Continuous Thought Machines 連続的に思考する機械とは何か
引用元:https://news.ycombinator.com/item?id=43959071
この論文、先行研究(生体的なSNNなど)を無視してるみたいで心配だね。特に「思考」って言葉の使い方が混乱招くよ。シナプス統合レベルのプロセスを「思考」って呼ぶなんて、MLやANNの常識と違いすぎる。パターン認識はわかるけど「思考」は言い過ぎ。

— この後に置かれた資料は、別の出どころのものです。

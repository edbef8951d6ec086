//! Delivery recorder.
//!
//! Consumes [`SentEvent`]s from the dispatcher and stores one
//! [`DeliveryRecord`](crate::store::DeliveryRecord) per recipient. Failures
//! are logged and never reach the send path.

use serde::Serialize;
use thiserror::Error;
use tokio::sync::mpsc;
use tracing::{error, info};

use crate::dispatch::{DispatchError, Dispatcher, SentEvent};
use crate::message::{OutgoingMessage, TranslatedMessage};
use crate::store::{NewDelivery, RecipientKind, Store, StoreError};
use crate::timestamp::{parse_provider_timestamp, MalformedTimestamp};

/// Why an event could not be turned into delivery records.
#[derive(Debug, Error)]
pub enum RecordError {
    #[error("send outcome has no MessageID")]
    MissingMessageId,
    #[error("send outcome has no SubmittedAt")]
    MissingSubmittedAt,
    #[error(transparent)]
    MalformedTimestamp(#[from] MalformedTimestamp),
    #[error(transparent)]
    Store(#[from] StoreError),
}

/// Split To, then Cc, then Bcc into individual addresses. Blanks are skipped.
pub fn expand_recipients(message: &TranslatedMessage) -> Vec<(String, RecipientKind)> {
    let lists = [
        (Some(message.to.as_str()), RecipientKind::To),
        (message.cc.as_deref(), RecipientKind::Cc),
        (message.bcc.as_deref(), RecipientKind::Bcc),
    ];

    lists
        .into_iter()
        .filter_map(|(list, kind)| list.map(|l| (l, kind)))
        .flat_map(|(list, kind)| {
            list.split(',')
                .map(str::trim)
                .filter(|address| !address.is_empty())
                .map(move |address| (address.to_string(), kind))
        })
        .collect()
}

/// Build the delivery records for one sent message.
pub fn build_deliveries(event: &SentEvent) -> Result<Vec<NewDelivery>, RecordError> {
    let message = &event.message;
    let outcome = &event.outcome;

    let message_id = outcome
        .message_id
        .clone()
        .ok_or(RecordError::MissingMessageId)?;
    let submitted_at = outcome
        .submitted_at
        .as_deref()
        .ok_or(RecordError::MissingSubmittedAt)?;
    let submitted_at = parse_provider_timestamp(submitted_at)?;

    let headers = serialize_list(&message.headers);
    let attachments = serialize_list(&message.attachments);

    Ok(expand_recipients(message)
        .into_iter()
        .map(|(to, to_type)| NewDelivery {
            message_id: message_id.clone(),
            submitted_at,
            status: outcome.message.clone().unwrap_or_default(),
            to,
            to_type,
            sender: message.from.clone(),
            reply_to: message.reply_to.clone().unwrap_or_default(),
            subject: message.subject.clone(),
            tag: message.tag.clone().unwrap_or_default(),
            text_body: message.text_body.clone(),
            html_body: message.html_body.clone().unwrap_or_default(),
            headers: headers.clone(),
            attachments: attachments.clone(),
        })
        .collect())
}

/// Store the delivery records for one event and return how many were created.
pub async fn record(store: &Store, event: &SentEvent) -> Result<usize, RecordError> {
    let deliveries = build_deliveries(event)?;
    let count = deliveries.len();

    for delivery in deliveries {
        let stored = store.insert_delivery(delivery).await?;
        info!(
            delivery_id = stored.id,
            message_id = %stored.message_id,
            to = %stored.to,
            to_type = stored.to_type.as_str(),
            "delivery_recorded"
        );
    }

    Ok(count)
}

/// Record events until every sender of the channel is gone.
pub async fn run(mut events: mpsc::Receiver<SentEvent>, store: Store) {
    info!("recorder_started");

    while let Some(event) = events.recv().await {
        if let Err(e) = record(&store, &event).await {
            error!(
                message_id = ?event.outcome.message_id,
                submitted_at = ?event.outcome.submitted_at,
                to = %event.message.to,
                error = %e,
                "delivery_record_failed"
            );
        }
    }

    info!("recorder_stopped");
}

/// Send `messages` and record every accepted one before returning.
///
/// Runs its own recorder for the duration of the call, so every delivery is
/// stored once this returns, even when a later batch failed.
pub async fn send_and_record(
    dispatcher: Dispatcher,
    store: Store,
    messages: &[OutgoingMessage],
) -> Result<usize, DispatchError> {
    let (events_tx, events_rx) = mpsc::channel(dispatcher.config().recorder_capacity.max(1));
    let recorder_task = tokio::spawn(run(events_rx, store));

    let dispatcher = dispatcher.with_events(events_tx);
    let result = dispatcher.send_messages(messages).await;

    // The dispatcher holds the only sender; dropping it lets the recorder drain.
    drop(dispatcher);
    if let Err(e) = recorder_task.await {
        error!(error = %e, "recorder_task_failed");
    }

    result
}

/// JSON text of a header or attachment list, empty when there is nothing to store.
fn serialize_list<T: Serialize>(items: &[T]) -> String {
    if items.is_empty() {
        return String::new();
    }
    serde_json::to_string(items).unwrap_or_default()
}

両分野に詳しい者として、用語の選び方に疑問を感じるな。
まあ、なんか驚かないな。この10年か20年、神経科学の関連研究を認めたML研究者はさ、生物の脳と比べやがって傲慢だとかって、大体非難されてきた印象なんだよね。
著者たちはね、単一のシナプス統合を「思考」なんて呼んでないよ。彼らは、外部入力があるたびに展開される、ネットワーク全体の内部ループ(「内部ティック」)のことをそう言ってるんだ。そして、それが単に「思考に似ている」って明言してるんだよ。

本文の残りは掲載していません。